» TASK DIRECTIONS
Within this material, how many lines have the string "records" in them? The answer is a number, with nothing added.
────────────────────────────────────────
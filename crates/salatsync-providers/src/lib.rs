//! Upstream prayer-time providers.
//!
//! Each region's schedule comes from a different REST API with its own
//! request shape, field names, and prayer-name vocabulary. This crate hides
//! those differences behind the [`ScheduleProvider`] trait: every provider
//! returns plain [`DaySchedule`] records which [`normalize`] then turns into
//! canonical calendar events.

pub mod aladhan;
pub mod error;
pub mod izaachen;
pub mod normalize;
pub mod provider;
pub mod schedule;

pub use aladhan::AladhanProvider;
pub use error::{ProviderError, ProviderErrorCode, ProviderResult};
pub use izaachen::IzaachenProvider;
pub use normalize::{NormalizeOptions, schedule_to_events};
pub use provider::{BoxFuture, MonthQuery, ScheduleProvider};
pub use schedule::{DaySchedule, PrayerTime, parse_gregorian_date, parse_local_timestamp};
//! Google Calendar integration.
//!
//! This crate covers the downstream half of the pipeline: service-account
//! authentication, paged event listing for the month window, and batched
//! insert/delete execution. The [`CalendarApi`] trait is the injected
//! capability the orchestrator and [`batch::run_in_batches`] depend on, so
//! both are testable against a fake without network access.

pub mod api;
pub mod auth;
pub mod batch;
pub mod client;
pub mod error;

pub use api::{BatchItem, BatchOutcome, BoxFuture, CalendarApi, CalendarOp, EventPage};
pub use auth::{ServiceAccountAuthenticator, ServiceAccountKey, TokenInfo};
pub use batch::{BATCH_SIZE, run_in_batches};
pub use client::GoogleCalendarClient;
pub use error::{CalendarError, CalendarResult};
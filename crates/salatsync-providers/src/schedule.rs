//! Raw schedule records from upstream providers.
//!
//! A [`DaySchedule`] is the provider-agnostic shape of one day's prayer
//! timings as they come from an upstream API, before normalization into
//! calendar events. Timestamps are local wall-clock times in the region's
//! timezone; the raw provider structures are discarded after parsing.

use chrono::{DateTime, NaiveDate, NaiveDateTime};

use crate::error::{ProviderError, ProviderResult};

/// One prayer timing within a day.
#[derive(Debug, Clone, PartialEq, Eq)]
pub struct PrayerTime {
    /// The prayer label as the provider spells it, lowercased.
    pub name: String,
    /// Local wall-clock time of the prayer.
    pub at: NaiveDateTime,
}

/// A single day's schedule from an upstream provider.
#[derive(Debug, Clone, PartialEq, Eq)]
pub struct DaySchedule {
    /// The Gregorian date the timings belong to.
    pub date: NaiveDate,
    /// The day's prayer timings, in provider order.
    pub timings: Vec<PrayerTime>,
}

impl DaySchedule {
    /// Creates an empty schedule for the given date.
    pub fn new(date: NaiveDate) -> Self {
        Self {
            date,
            timings: Vec::new(),
        }
    }

    /// Builder: append one timing.
    pub fn with_timing(mut self, name: impl Into<String>, at: NaiveDateTime) -> Self {
        self.timings.push(PrayerTime {
            name: name.into().to_lowercase(),
            at,
        });
        self
    }
}

/// Parses an upstream timestamp string into a local wall-clock time.
///
/// Providers disagree on format: Aladhan sends RFC 3339 with an offset
/// (already in the requested timezone), Izaachen sends naive local
/// timestamps. Trailing annotations like `" (CET)"` are ignored.
pub fn parse_local_timestamp(raw: &str) -> ProviderResult<NaiveDateTime> {
    let token = raw.split_whitespace().next().unwrap_or(raw);

    if let Ok(dt) = DateTime::parse_from_rfc3339(token) {
        return Ok(dt.naive_local());
    }
    if let Ok(dt) = NaiveDateTime::parse_from_str(token, "%Y-%m-%dT%H:%M:%S") {
        return Ok(dt);
    }
    if let Ok(dt) = NaiveDateTime::parse_from_str(token, "%Y-%m-%dT%H:%M") {
        return Ok(dt);
    }

    Err(ProviderError::invalid_response(format!(
        "unparseable timestamp {raw:?}"
    )))
}

/// Parses an upstream Gregorian date string.
///
/// Accepts ISO dates, day-first dates ("07-08-2025", Aladhan's spelling),
/// and full timestamps (only the date part is kept).
pub fn parse_gregorian_date(raw: &str) -> ProviderResult<NaiveDate> {
    let token = raw.split_whitespace().next().unwrap_or(raw);
    let token = token.split('T').next().unwrap_or(token);

    for format in ["%Y-%m-%d", "%d-%m-%Y"] {
        if let Ok(date) = NaiveDate::parse_from_str(token, format) {
            return Ok(date);
        }
    }

    Err(ProviderError::invalid_response(format!(
        "unparseable date {raw:?}"
    )))
}
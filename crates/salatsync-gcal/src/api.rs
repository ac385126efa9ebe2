//! CalendarApi trait definition.
//!
//! The calendar handle is an injected capability: the orchestrator and the
//! batch executor only ever see this trait, so they run against a fake in
//! tests and against [`crate::GoogleCalendarClient`] in production.

use std::future::Future;
use std::pin::Pin;

use salatsync_core::{MonthWindow, PrayerEvent};

use crate::error::CalendarResult;

/// A boxed future for async trait methods, keeping the trait object-safe.
pub type BoxFuture<'a, T> = Pin<Box<dyn Future<Output = T> + Send + 'a>>;

/// A pending calendar mutation.
#[derive(Debug, Clone, PartialEq, Eq)]
pub enum CalendarOp {
    /// Create one event on the given calendar.
    Insert {
        calendar_id: String,
        event: PrayerEvent,
    },
    /// Delete one event from the given calendar.
    Delete {
        calendar_id: String,
        event_id: String,
    },
}

/// One operation tagged with its batch request id.
///
/// The id (`{tag}-{group}-{position}`) exists for error attribution only.
#[derive(Debug, Clone, PartialEq, Eq)]
pub struct BatchItem {
    /// Request id, unique within the batch call.
    pub request_id: String,
    /// The operation to execute.
    pub op: CalendarOp,
}

/// Per-item outcome of a batch call.
#[derive(Debug, Clone, PartialEq, Eq)]
pub struct BatchOutcome {
    /// The request id the outcome belongs to.
    pub request_id: String,
    /// HTTP status of the individual operation.
    pub status: u16,
    /// Error payload for failed operations.
    pub error: Option<String>,
}

impl BatchOutcome {
    /// Returns true if the operation succeeded.
    pub fn is_success(&self) -> bool {
        (200..300).contains(&self.status)
    }
}

/// One page of an event listing.
#[derive(Debug, Clone, Default)]
pub struct EventPage {
    /// Ids of the events on this page.
    pub event_ids: Vec<String>,
    /// Continuation token; `None` on the last page.
    pub next_page_token: Option<String>,
}

/// The calendar service seam.
pub trait CalendarApi: Send + Sync {
    /// Fetches one page of events within the month window.
    ///
    /// The listing expands recurring events into single instances and
    /// excludes soft-deleted items.
    fn list_events_page<'a>(
        &'a self,
        calendar_id: &'a str,
        window: &'a MonthWindow,
        page_token: Option<String>,
    ) -> BoxFuture<'a, CalendarResult<EventPage>>;

    /// Executes one group of operations as a single batch call.
    ///
    /// Returns one outcome per item; individual failures are reported in
    /// the outcomes, not as an `Err`.
    fn execute_batch<'a>(
        &'a self,
        items: &'a [BatchItem],
    ) -> BoxFuture<'a, CalendarResult<Vec<BatchOutcome>>>;
}

#[cfg(test)]
mod tests {
    use super::*;

    #[test]
    fn outcome_success_is_2xx() {
        let ok = BatchOutcome {
            request_id: "tag-1-1".to_string(),
            status: 204,
            error: None,
        };
        let gone = BatchOutcome {
            request_id: "tag-1-2".to_string(),
            status: 404,
            error: Some("Not Found".to_string()),
        };

        assert!(ok.is_success());
        assert!(!gone.is_success());
    }
}
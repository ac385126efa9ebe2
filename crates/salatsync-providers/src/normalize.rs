//! DaySchedule to PrayerEvent conversion pipeline.
//!
//! This stage reconciles the providers' vocabularies: timings outside the
//! region's tracked set are dropped, alternate labels are mapped to their
//! canonical names, and the display summary gets the region prefix where
//! one is configured.

use chrono::Duration;
use chrono_tz::Tz;

use salatsync_core::{PrayerEvent, canonical_name, display_label};

use crate::schedule::DaySchedule;

/// Region-specific settings for the normalization stage.
#[derive(Debug, Clone)]
pub struct NormalizeOptions {
    /// The prayer labels to keep, lowercase, in the provider's spelling.
    pub tracked: Vec<String>,
    /// Prefix for event summaries (e.g. "MA" -> "MA - Fajr").
    pub summary_prefix: Option<String>,
    /// Timezone the events' wall-clock times are expressed in.
    pub timezone: Tz,
    /// Fixed event duration.
    pub event_duration: Duration,
}

/// Converts fetched day schedules into canonical calendar events.
///
/// Emits one event per tracked prayer per day, preserving day order.
pub fn schedule_to_events(days: &[DaySchedule], opts: &NormalizeOptions) -> Vec<PrayerEvent> {
    let mut events = Vec::new();

    for day in days {
        for timing in &day.timings {
            if !opts.tracked.iter().any(|t| t == &timing.name) {
                continue;
            }

            let label = display_label(canonical_name(&timing.name));
            let summary = match opts.summary_prefix {
                Some(ref prefix) => format!("{} - {}", prefix, label),
                None => label,
            };

            events.push(PrayerEvent::build(
                summary,
                timing.at,
                opts.timezone,
                opts.event_duration,
            ));
        }
    }

    events
}

#[cfg(test)]
mod tests {
    use super::*;
    use chrono::{NaiveDate, NaiveDateTime};

    fn naive(s: &str) -> NaiveDateTime {
        NaiveDateTime::parse_from_str(s, "%Y-%m-%dT%H:%M:%S").unwrap()
    }

    fn opts(tracked: &[&str], prefix: Option<&str>) -> NormalizeOptions {
        NormalizeOptions {
            tracked: tracked.iter().map(|s| s.to_string()).collect(),
            summary_prefix: prefix.map(String::from),
            timezone: chrono_tz::Europe::Berlin,
            event_duration: Duration::minutes(15),
        }
    }

    #[test]
    fn maps_alternate_labels_to_canonical_summaries() {
        let days = [DaySchedule::new(NaiveDate::from_ymd_opt(2025, 8, 7).unwrap())
            .with_timing("zuhr", naive("2025-08-07T13:38:02"))
            .with_timing("ishaa", naive("2025-08-07T22:49:12"))];

        let events = schedule_to_events(&days, &opts(&["zuhr", "ishaa"], None));

        assert_eq!(events.len(), 2);
        assert_eq!(events[0].summary, "Dhuhr");
        assert_eq!(events[1].summary, "Isha");
        assert_eq!(events[0].start, naive("2025-08-07T13:39:00"));
    }

    #[test]
    fn untracked_timings_are_dropped() {
        let days = [DaySchedule::new(NaiveDate::from_ymd_opt(2025, 8, 7).unwrap())
            .with_timing("fajr", naive("2025-08-07T05:04:00"))
            .with_timing("sunrise", naive("2025-08-07T06:39:00"))
            .with_timing("midnight", naive("2025-08-08T00:47:00"))];

        let events = schedule_to_events(
            &days,
            &opts(&["fajr", "dhuhr", "asr", "maghrib", "isha"], None),
        );

        assert_eq!(events.len(), 1);
        assert_eq!(events[0].summary, "Fajr");
    }

    #[test]
    fn summary_prefix_is_applied() {
        let days = [DaySchedule::new(NaiveDate::from_ymd_opt(2025, 8, 7).unwrap())
            .with_timing("fajr", naive("2025-08-07T05:04:00"))];

        let events = schedule_to_events(&days, &opts(&["fajr"], Some("MA")));
        assert_eq!(events[0].summary, "MA - Fajr");
    }

    #[test]
    fn one_event_per_tracked_prayer_per_day() {
        let tracked = ["fajr", "zuhr", "assr", "maghrib", "ishaa"];
        let days: Vec<DaySchedule> = (7..9)
            .map(|d| {
                let mut day = DaySchedule::new(NaiveDate::from_ymd_opt(2025, 8, d).unwrap());
                for (i, name) in tracked.iter().enumerate() {
                    day = day.with_timing(
                        *name,
                        naive(&format!("2025-08-{:02}T{:02}:00:00", d, 5 + i * 3)),
                    );
                }
                day
            })
            .collect();

        let events = schedule_to_events(&days, &opts(&tracked, None));
        assert_eq!(events.len(), 10);
    }
}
────────────────────────────────────────
» ANSWER FOR THIS EXERCISE
2